→ **ASSIGNMENT**
In the material below, find the line that contains "pub enum BranchDirection" and the line that contains "is the terminal.", then write out exactly those two lines and everything between them.

Start of INFORMATION GIVEN

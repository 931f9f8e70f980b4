//! Basic blocks.
//!
//! A block owns an ordered list of nodes plus the analysis state attached to
//! its boundaries: the `head`/`tail` abstract-value snapshots, the per-slot
//! defining nodes at each boundary, and the control-flow-analysis
//! bookkeeping flags. Successor edges are stored as block indices inside the
//! terminal opcode, so the (generally cyclic) block graph never holds
//! references.

use super::arena::Id;
use super::node::NodeId;
use super::operand::Operands;
use crate::cfa::AbstractValue;

/// Unique identifier of a basic block.
pub type BlockId = Id<BasicBlock>;

// =============================================================================
// Branch Direction
// =============================================================================

/// What the analysis concluded about a block's conditional terminal.
#[derive(Clone, Copy, PartialEq, Eq, Debug, Default)]
pub enum BranchDirection {
    /// Not computed, or the terminal is not a branch.
    #[default]
    Invalid,
    /// Only the taken edge is reachable.
    TakeTrue,
    /// Only the not-taken edge is reachable.
    TakeFalse,
    /// Both edges remain possible.
    TakeBoth,
}

// =============================================================================
// Basic Block
// =============================================================================

/// One basic block and its analysis-boundary state.
#[derive(Clone, Debug)]
pub struct BasicBlock {
    /// Operations in execution order; the last one is the terminal.
    pub nodes: Vec<NodeId>,

    /// Abstract values per slot at block entry.
    pub head: Operands<AbstractValue>,
    /// Abstract values per slot at block exit.
    pub tail: Operands<AbstractValue>,

    /// The node defining each slot at entry (`Phi`/`SetArgument`), if any.
    pub variables_at_head: Operands<Option<NodeId>>,
    /// The node touching each slot last in the block, if any.
    pub variables_at_tail: Operands<Option<NodeId>>,

    /// The analysis has interpreted this block at least once.
    pub cfa_has_visited: bool,
    /// The block must be interpreted (again) before the fixpoint holds.
    pub cfa_should_revisit: bool,
    /// The last interpretation discovered at least one constant.
    pub cfa_found_constants: bool,
    /// The last interpretation reached the terminal (the block was not
    /// proven unreachable mid-way).
    pub cfa_did_finish: bool,
    /// Conclusion about the terminal branch, if any.
    pub branch_direction: BranchDirection,

    /// The graph builder proved this block reachable from the entry.
    pub is_reachable: bool,
    /// Optimized code may enter the function here via on-stack replacement.
    pub is_osr_target: bool,
}

impl BasicBlock {
    /// An empty block for a unit with the given slot counts.
    pub fn new(num_arguments: usize, num_locals: usize) -> Self {
        BasicBlock {
            nodes: Vec::new(),
            head: Operands::new(num_arguments, num_locals),
            tail: Operands::new(num_arguments, num_locals),
            variables_at_head: Operands::new(num_arguments, num_locals),
            variables_at_tail: Operands::new(num_arguments, num_locals),
            cfa_has_visited: false,
            cfa_should_revisit: false,
            cfa_found_constants: false,
            cfa_did_finish: false,
            branch_direction: BranchDirection::Invalid,
            is_reachable: true,
            is_osr_target: false,
        }
    }

    /// The block's terminal node, if the block is non-empty.
    #[inline]
    pub fn terminal(&self) -> Option<NodeId> {
        self.nodes.last().copied()
    }

    #[inline]
    pub fn len(&self) -> usize {
        self.nodes.len()
    }

    #[inline]
    pub fn is_empty(&self) -> bool {
        self.nodes.is_empty()
    }
}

End of INFORMATION GIVEN

→ **OUTPUT OF THE EXERCISE**
pub enum BranchDirection {
    /// Not computed, or the terminal is not a branch.
    #[default]
    Invalid,
    /// Only the taken edge is reachable.
    TakeTrue,
    /// Only the not-taken edge is reachable.
    TakeFalse,
    /// Both edges remain possible.
    TakeBoth,
}

// =============================================================================
// Basic Block
// =============================================================================

/// One basic block and its analysis-boundary state.
#[derive(Clone, Debug)]
pub struct BasicBlock {
    /// Operations in execution order; the last one is the terminal.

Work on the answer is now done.